(Stored items)
=====
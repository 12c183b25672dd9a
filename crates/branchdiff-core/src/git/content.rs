use std::path::Path;

use tracing::debug;

use super::error::GitError;
use super::refs::validate_ref;
use super::runner::CommandRunner;

/// Content of `relative_path` as of `reference`, decoded lossily.
///
/// A path that does not exist at `reference` (typically an added file) makes
/// git exit nonzero and yields an empty string: the base pane is simply empty.
/// A call that never completed (spawn failure, timeout, killed) is an error.
pub async fn get_file_content<R: CommandRunner>(
    runner: &R,
    cwd: &Path,
    reference: &str,
    relative_path: &str,
) -> Result<String, GitError> {
    validate_ref(reference)?;
    if relative_path.is_empty() || relative_path.starts_with('/') {
        return Err(GitError::InvalidPath {
            path: relative_path.to_string(),
        });
    }

    let object = format!("{reference}:{relative_path}");
    match runner.run(cwd, &["show", &object]).await {
        Ok(content) => Ok(content),
        Err(GitError::Command {
            exit_code: Some(code),
            message,
        }) => {
            debug!(code, "{object} not found, using empty base: {message}");
            Ok(String::new())
        }
        Err(other) => Err(other),
    }
}
pub mod json;
pub mod terminal;

use branchdiff_core::{FileChange, FileStatus};

#[derive(Clone, Copy, PartialEq, Eq)]
pub enum OutputFormat {
    Terminal,
    Json,
}

impl OutputFormat {
    pub fn parse(name: &str) -> Self {
        match name {
            "json" => OutputFormat::Json,
            _ => OutputFormat::Terminal,
        }
    }
}

/// Per-status totals for the summary line.
#[derive(Debug, Default, PartialEq, Eq)]
pub struct StatusCounts {
    pub total: usize,
    pub added: usize,
    pub modified: usize,
    pub deleted: usize,
    pub renamed: usize,
    pub copied: usize,
    /// Type changes and unmerged paths.
    pub other: usize,
}

impl StatusCounts {
    pub fn tally(changes: &[FileChange]) -> Self {
        let mut counts = StatusCounts {
            total: changes.len(),
            ..Default::default()
        };
        for change in changes {
            match change.status {
                FileStatus::Added => counts.added += 1,
                FileStatus::Modified => counts.modified += 1,
                FileStatus::Deleted => counts.deleted += 1,
                FileStatus::Renamed => counts.renamed += 1,
                FileStatus::Copied => counts.copied += 1,
                FileStatus::TypeChanged | FileStatus::Unmerged => counts.other += 1,
            }
        }
        counts
    }
}
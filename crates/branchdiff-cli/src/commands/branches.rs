use crate::formatters::json::format_branches_json;
use crate::formatters::terminal::format_branches;
use crate::formatters::OutputFormat;

use super::{fail, Context};

pub async fn branches_command(ctx: &Context, format: OutputFormat) {
    let root = ctx.repo_root().await;
    let prefs = ctx.load_preferences();

    let saved = prefs.default_branch(&root);
    let set = match ctx.bridge.branch_set(&root, saved).await {
        Ok(set) => set,
        Err(e) => fail(e),
    };

    match format {
        OutputFormat::Json => println!("{}", format_branches_json(&set)),
        OutputFormat::Terminal => println!("{}", format_branches(&set)),
    }
}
=====
### EXERCISE AIM
Starting with the line that contains "let prefs = ctx.load_preferences();", return each line through the last one of the data above, exactly as written and nothing more.

### ANSWER SECTION
    let prefs = ctx.load_preferences();

    let saved = prefs.default_branch(&root);
    let set = match ctx.bridge.branch_set(&root, saved).await {
        Ok(set) => set,
        Err(e) => fail(e),
    };

    match format {
        OutputFormat::Json => println!("{}", format_branches_json(&set)),
        OutputFormat::Terminal => println!("{}", format_branches(&set)),
    }
}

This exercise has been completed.